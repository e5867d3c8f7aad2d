//! Precomputed reciprocals.
//!
//! Hot loops normalise by a per-call constant. Computing `1/x` once and
//! multiplying afterwards is cheaper than dividing, and keeps the interval
//! tighter than repeated quotients would.

use crate::fru128::Fru128;
use crate::wide::div_wide;

/// `1/x` held as a fraction mantissa times `2^shift`.
#[derive(Debug, Clone, Copy, PartialEq, Eq)]
pub struct Reciprocal {
    mantissa: Fru128,
    shift: u32,
}

impl Reciprocal {
    /// Builds the reciprocal of a fraction. A lower bound of zero saturates
    /// and raises `overflow`.
    pub fn new(x: Fru128, overflow: &mut bool) -> Self {
        if x.lower() == 0 {
            *overflow = true;
            return Self {
                mantissa: Fru128::ONE,
                shift: 128,
            };
        }

        // x >= 2^(127-e)/2^128, so 1/x <= 2^(e+1)
        let e = x.lower().leading_zeros();
        let numerator_hi = 1u128 << (127 - e);

        let lower = if x.upper() == u128::MAX {
            numerator_hi
        } else {
            div_wide(numerator_hi, 0, x.upper() + 1)
                .map(|(q, _)| q)
                .unwrap_or(u128::MAX)
        };
        let upper = div_wide(numerator_hi, 0, x.lower())
            .map(|(q, _)| q)
            .unwrap_or(u128::MAX);

        Self {
            mantissa: Fru128::new(lower, upper),
            shift: e + 1,
        }
    }

    /// Normalised mantissa of the reciprocal.
    pub fn mantissa(&self) -> Fru128 {
        self.mantissa
    }

    /// Binary exponent applied after multiplying by the mantissa.
    pub fn shift(&self) -> u32 {
        self.shift
    }

    /// `y / x`, saturating at one.
    #[inline]
    pub fn apply(&self, y: Fru128, overflow: &mut bool) -> Fru128 {
        self.apply_scaled(y, 0, overflow)
    }

    /// `y / (x * 2^right_shift)`, saturating at one.
    #[inline]
    pub fn apply_scaled(&self, y: Fru128, right_shift: u32, overflow: &mut bool) -> Fru128 {
        let product = y.multiply(self.mantissa);
        if self.shift >= right_shift {
            product.shift_left(self.shift - right_shift, overflow)
        } else {
            product.shift_right(right_shift - self.shift)
        }
    }
}
//! 128-bit Fracterval
//!
//! Accumulator width. Every entropy and divergence running sum is a `Fru128`.

use serde::{Deserialize, Serialize};

use crate::common::fracterval_common;
use crate::fru64::Fru64;
use crate::wide::{div_wide, mul_upper, mul_wide};

/// Sound interval `[lower/2^128, (upper+1)/2^128)`.
#[derive(Debug, Clone, Copy, PartialEq, Eq, Hash, Serialize, Deserialize)]
pub struct Fru128 {
    lower: u128,
    upper: u128,
}

fracterval_common!(Fru128, u128, 128);

impl Fru128 {
    /// Product of two fractions. Cannot overflow.
    #[inline]
    pub fn multiply(self, other: Self) -> Self {
        Self {
            lower: mul_wide(self.lower, other.lower).0,
            upper: mul_upper(self.upper, other.upper),
        }
    }

    /// Product with the exact fraction `m/2^128`.
    #[inline]
    pub fn multiply_mantissa(self, m: u128) -> Self {
        if m == 0 {
            return Self::ZERO;
        }
        let (hi, lo) = mul_wide(self.upper, m);
        // (upper + 1) * m - 1, which cannot borrow out of the high word since m > 0
        let (_, carry) = lo.overflowing_add(m - 1);
        Self {
            lower: mul_wide(self.lower, m).0,
            upper: hi + carry as u128,
        }
    }

    /// Product with an integer. Saturates and raises `overflow` past one.
    #[inline]
    pub fn multiply_u64(self, k: u64, overflow: &mut bool) -> Self {
        if k == 0 {
            return Self::ZERO;
        }
        let k = k as u128;
        let lower = match self.lower.checked_mul(k) {
            Some(v) => v,
            None => {
                *overflow = true;
                return Self::ONE;
            }
        };
        let upper = match self
            .upper
            .checked_mul(k)
            .and_then(|v| v.checked_add(k - 1))
        {
            Some(v) => v,
            None => {
                *overflow = true;
                u128::MAX
            }
        };
        Self { lower, upper }
    }

    /// Quotient of two fractions, clipped at one. A quotient reaching one, or
    /// a divisor whose lower bound is zero, saturates and raises `overflow`.
    pub fn divide(self, divisor: Self, overflow: &mut bool) -> Self {
        let lower = if divisor.upper == u128::MAX {
            self.lower
        } else {
            match div_wide(self.lower, 0, divisor.upper + 1) {
                Some((q, _)) => q,
                None => {
                    *overflow = true;
                    return Self::ONE;
                }
            }
        };
        let upper = match div_wide(self.upper, u128::MAX, divisor.lower) {
            Some((q, _)) => q,
            None => {
                *overflow = true;
                u128::MAX
            }
        };
        Self { lower, upper }
    }

    /// The fraction `numerator/denominator` as a fractoid. Equal operands give
    /// one; a ratio above one or a zero denominator saturates and raises
    /// `overflow`.
    pub fn from_ratio(numerator: u128, denominator: u128, overflow: &mut bool) -> Self {
        if numerator == denominator && denominator != 0 {
            return Self::ONE;
        }
        match div_wide(numerator, 0, denominator) {
            Some((q, _)) => Self::fractoid(q),
            None => {
                *overflow = true;
                Self::ONE
            }
        }
    }

    /// Truncates to 64-bit mantissas, widening the interval as needed.
    #[inline]
    pub const fn narrow(self) -> Fru64 {
        Fru64::from_bounds((self.lower >> 64) as u64, (self.upper >> 64) as u64)
    }

    pub(crate) const fn from_bounds(lower: u128, upper: u128) -> Self {
        Self { lower, upper }
    }
}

#####

## TASK OBJECTIVE
Give the count of lines in the entries above that hold the word "Copy", with no other words.

## ANSWER TO THE EXERCISE
2